Veg drawers. My fridge has three.

A Note on Stocking the Fridge

The fridge is where the most change happens. Mine is divided into four rough sections: vegetables and fruit takes up half the space, condiments and jams about a fourth, dairy (or dairy-like) about an eights and the rest is occupied by miscellaneous bits and pieces and left-overs.

Vegetables & fruit

  • Onions
  • Potatoes
  • Carrots
  • Tomatoes
  • Garlic
  • Ginger
  • Chillies
  • Squashes: courgette, aubergine and/or butternut squash.
  • Beetroot: boiled and vacuum packed, lasts for months, lovely in salads, risottos and
  • Lettuce or leaves: For side salads. Add tomatoes and carrots and you’re done Add cucumber if you’r a fan, radishes when they’re in season.
  • Citrus fruit: Limes, lemons and oranges are all good. Lemons can do most of the work that a lime does.
  • Snacking fruit: If you eat it fast enough, and the rooms temperature isn’t too high, fruit like apples, pears, oranges and bananas can be stored outside the fridge. Which saves space.
  • Cooking wine.

Condiments & jams

  • Jam: Pick a favourite. It’s easy to end up having lots of different jams but only ever eating one. Practice restraint. Or learn how to make jam tarts – opened but uneaten jam will eventually grow mould.
  • Nut butter: The best spread in the world? I’m an almond butter kind of person, C. is a crunchy peanut butter nut. (Forgive the pun.)
  • Pickles: I think every fridge needs a jar of capers, and some green olives, but you might disagree. I like a pickle that can do a lot of heavy lifting. Lime pickle is great that way: a generous dollop in a stew takes care of flavouring and gives you the night off.
  • Condiments: I say Dijon mustard and mayo. You might say red sauce and brown. As with most other things that go in the fridge, constraint is important. It’s embarassing when you realise you have a fridge door and two shelves of half-full bottles and jars of things you really don’t eat that often.
  • Tahini: Because hummus is wonderful.

Dairy (& dairy-type stuff)

  • Cheese: Let me be totally honest: you don’t have to have cheese. Life goes on without it. But sometimes a hit of something a little cheesy is a great addition to a dish, be it a grating of fake Parmesan on pasta, or some grated mature Cheddar melted onto toast.
  • Milk: Milk is useful.

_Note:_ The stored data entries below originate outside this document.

//! Theme and styling for the TUI.
//!
//! Two palettes (dark, light) selected by the persisted
//! [`ThemeKind`](crate::app::ThemeKind); every render function takes the
//! active palette rather than reaching for global constants.

use ratatui::style::{Color, Modifier, Style};

use crate::app::ThemeKind;

/// Resolved color palette for one theme.
#[derive(Debug, Clone, Copy)]
pub struct Palette {
    /// Primary foreground color.
    pub fg: Color,
    /// Secondary foreground color (dimmed text).
    pub fg_dim: Color,
    /// Background color.
    pub bg: Color,
    /// Highlight color for focused elements.
    pub highlight: Color,
    /// Success/running indicator color.
    pub success: Color,
    /// Warning/paused indicator color.
    pub warning: Color,
    /// Error indicator color.
    pub error: Color,
    /// Panel title color for the quote box.
    pub quote_title: Color,
    /// Panel title color for the timer panel.
    pub timer_title: Color,
    /// Panel title color for the tasks panel.
    pub tasks_title: Color,
    /// Status bar background.
    pub status_bg: Color,
}

/// Dark palette (default).
const DARK: Palette = Palette {
    fg: Color::White,
    fg_dim: Color::Gray,
    bg: Color::Black,
    highlight: Color::Cyan,
    success: Color::Green,
    warning: Color::Yellow,
    error: Color::Red,
    quote_title: Color::Magenta,
    timer_title: Color::Cyan,
    tasks_title: Color::Green,
    status_bg: Color::Rgb(30, 30, 50),
};

/// Light palette.
const LIGHT: Palette = Palette {
    fg: Color::Black,
    fg_dim: Color::DarkGray,
    bg: Color::White,
    highlight: Color::Blue,
    success: Color::Rgb(0, 128, 0),
    warning: Color::Rgb(180, 120, 0),
    error: Color::Rgb(180, 0, 0),
    quote_title: Color::Rgb(140, 0, 140),
    timer_title: Color::Blue,
    tasks_title: Color::Rgb(0, 128, 0),
    status_bg: Color::Rgb(220, 220, 235),
};

impl Palette {
    /// The palette for a theme selection.
    #[must_use]
    pub const fn of(kind: ThemeKind) -> Self {
        match kind {
            ThemeKind::Dark => DARK,
            ThemeKind::Light => LIGHT,
        }
    }

    /// Normal text style.
    #[must_use]
    pub fn normal(&self) -> Style {
        Style::default().fg(self.fg)
    }

    /// Dimmed text style (metadata, completed tasks).
    #[must_use]
    pub fn dimmed(&self) -> Style {
        Style::default().fg(self.fg_dim)
    }

    /// Bold text style.
    #[must_use]
    pub fn bold(&self) -> Style {
        Style::default().fg(self.fg).add_modifier(Modifier::BOLD)
    }

    /// Highlighted style (focused panel borders).
    #[must_use]
    pub fn highlighted(&self) -> Style {
        Style::default()
            .fg(self.highlight)
            .add_modifier(Modifier::BOLD)
    }

    /// Selected item style (in lists).
    #[must_use]
    pub fn selected(&self) -> Style {
        Style::default()
            .fg(self.bg)
            .bg(self.highlight)
            .add_modifier(Modifier::BOLD)
    }

    /// Style for panel titles with a given color (bold).
    #[must_use]
    pub fn panel_title(&self, color: Color) -> Style {
        Style::default().fg(color).add_modifier(Modifier::BOLD)
    }

    /// Style for the quote text (italic).
    #[must_use]
    pub fn quote(&self) -> Style {
        Style::default().fg(self.fg).add_modifier(Modifier::ITALIC)
    }

    /// Style for the status bar.
    #[must_use]
    pub fn status_bar(&self) -> Style {
        Style::default().fg(self.fg).bg(self.status_bg)
    }

    /// Border style for a panel, highlighted when focused.
    #[must_use]
    pub fn border(&self, focused: bool) -> Style {
        if focused {
            self.highlighted()
        } else {
            self.normal()
        }
    }
}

I could, personally, do without it 300 days of the year and be very happy with a variety of cultured milk products, from Greek yoghurt to kefir, but milk, whether cow, soya or some other variety, is really useful for white sauces and in baking. And hot chocolate.
  • Butter: Nice for baking, unnecessary for most other purposes, in my personal opinion. Oil does a good job in its stead and lasts a lot longer. (Although butter makes some thing, like mushrooms, taste amazing in a way oil doesn’t.) If you’re used to having spread on your toast, then butter’s probably something you want in the fridge. Or spread, of course. The types of spread that are spreadable butter, that is, butter mixed with oil, do double duty as spread and cooking fat.

Miscellaneous

  • Tofu: Or, for the non-vegetarians in the world, whatever it is you eat for protein.
  • Eggs: Instant breakfast, lunch and dinner, great for baking, great poached and put on top of things. Like mushrooms, eggs like butter.